══ Task data ══

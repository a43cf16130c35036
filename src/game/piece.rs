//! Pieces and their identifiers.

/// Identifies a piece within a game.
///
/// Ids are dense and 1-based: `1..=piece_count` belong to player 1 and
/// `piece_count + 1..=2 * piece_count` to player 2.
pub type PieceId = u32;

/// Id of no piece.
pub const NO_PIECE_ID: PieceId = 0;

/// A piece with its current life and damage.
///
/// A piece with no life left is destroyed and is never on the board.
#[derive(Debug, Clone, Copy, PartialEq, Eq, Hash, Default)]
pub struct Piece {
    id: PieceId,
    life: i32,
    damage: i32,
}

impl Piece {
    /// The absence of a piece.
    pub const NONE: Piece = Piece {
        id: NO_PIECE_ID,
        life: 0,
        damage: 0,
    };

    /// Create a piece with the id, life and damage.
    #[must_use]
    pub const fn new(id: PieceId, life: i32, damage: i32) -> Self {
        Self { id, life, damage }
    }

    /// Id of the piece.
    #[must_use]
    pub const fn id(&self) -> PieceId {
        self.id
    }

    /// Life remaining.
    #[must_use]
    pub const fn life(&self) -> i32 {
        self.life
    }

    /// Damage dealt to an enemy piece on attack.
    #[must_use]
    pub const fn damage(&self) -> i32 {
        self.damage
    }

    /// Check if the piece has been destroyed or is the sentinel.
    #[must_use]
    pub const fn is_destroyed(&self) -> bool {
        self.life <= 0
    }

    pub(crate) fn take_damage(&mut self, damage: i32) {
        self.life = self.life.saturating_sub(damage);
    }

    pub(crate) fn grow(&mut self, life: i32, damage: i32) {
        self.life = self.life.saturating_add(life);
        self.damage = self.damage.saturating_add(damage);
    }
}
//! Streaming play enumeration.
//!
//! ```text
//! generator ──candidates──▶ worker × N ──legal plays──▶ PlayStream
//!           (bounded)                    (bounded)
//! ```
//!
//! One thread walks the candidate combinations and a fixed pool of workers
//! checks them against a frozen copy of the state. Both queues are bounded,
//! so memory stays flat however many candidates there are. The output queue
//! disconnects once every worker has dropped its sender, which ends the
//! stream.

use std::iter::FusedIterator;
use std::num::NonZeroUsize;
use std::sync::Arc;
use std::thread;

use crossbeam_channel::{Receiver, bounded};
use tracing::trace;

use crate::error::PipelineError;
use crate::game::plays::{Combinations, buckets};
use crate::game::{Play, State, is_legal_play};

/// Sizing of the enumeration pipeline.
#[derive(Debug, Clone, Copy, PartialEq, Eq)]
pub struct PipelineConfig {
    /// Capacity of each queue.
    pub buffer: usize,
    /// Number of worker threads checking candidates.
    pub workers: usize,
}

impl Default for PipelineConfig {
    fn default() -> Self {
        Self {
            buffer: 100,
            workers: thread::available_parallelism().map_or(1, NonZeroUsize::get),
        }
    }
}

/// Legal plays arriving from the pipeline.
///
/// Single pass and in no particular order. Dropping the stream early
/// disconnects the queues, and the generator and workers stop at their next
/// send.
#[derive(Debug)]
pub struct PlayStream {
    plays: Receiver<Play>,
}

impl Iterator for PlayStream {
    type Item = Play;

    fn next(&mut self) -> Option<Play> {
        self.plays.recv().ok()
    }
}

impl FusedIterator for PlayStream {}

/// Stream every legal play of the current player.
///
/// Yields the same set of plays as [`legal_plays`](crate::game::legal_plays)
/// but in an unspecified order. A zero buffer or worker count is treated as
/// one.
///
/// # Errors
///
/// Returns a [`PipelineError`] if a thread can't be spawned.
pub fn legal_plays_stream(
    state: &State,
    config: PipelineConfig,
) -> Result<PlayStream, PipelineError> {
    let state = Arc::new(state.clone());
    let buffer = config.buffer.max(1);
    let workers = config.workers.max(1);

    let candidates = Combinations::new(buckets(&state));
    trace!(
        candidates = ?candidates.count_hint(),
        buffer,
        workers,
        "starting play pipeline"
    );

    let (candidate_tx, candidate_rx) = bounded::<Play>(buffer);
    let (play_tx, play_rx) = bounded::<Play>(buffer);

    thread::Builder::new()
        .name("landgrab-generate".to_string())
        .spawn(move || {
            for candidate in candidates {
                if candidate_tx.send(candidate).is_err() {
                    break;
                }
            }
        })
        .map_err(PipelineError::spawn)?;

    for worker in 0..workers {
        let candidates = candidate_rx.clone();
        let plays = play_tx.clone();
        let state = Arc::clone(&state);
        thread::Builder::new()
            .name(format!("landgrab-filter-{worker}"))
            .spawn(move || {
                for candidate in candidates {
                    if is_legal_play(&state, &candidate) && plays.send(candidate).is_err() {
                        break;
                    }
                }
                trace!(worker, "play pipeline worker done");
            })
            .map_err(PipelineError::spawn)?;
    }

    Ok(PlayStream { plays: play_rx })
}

═══

Go through the material and report each line that holds the string "order".

- _Task solution_
/// Single pass and in no particular order. Dropping the stream early
/// but in an unspecified order. A zero buffer or worker count is treated as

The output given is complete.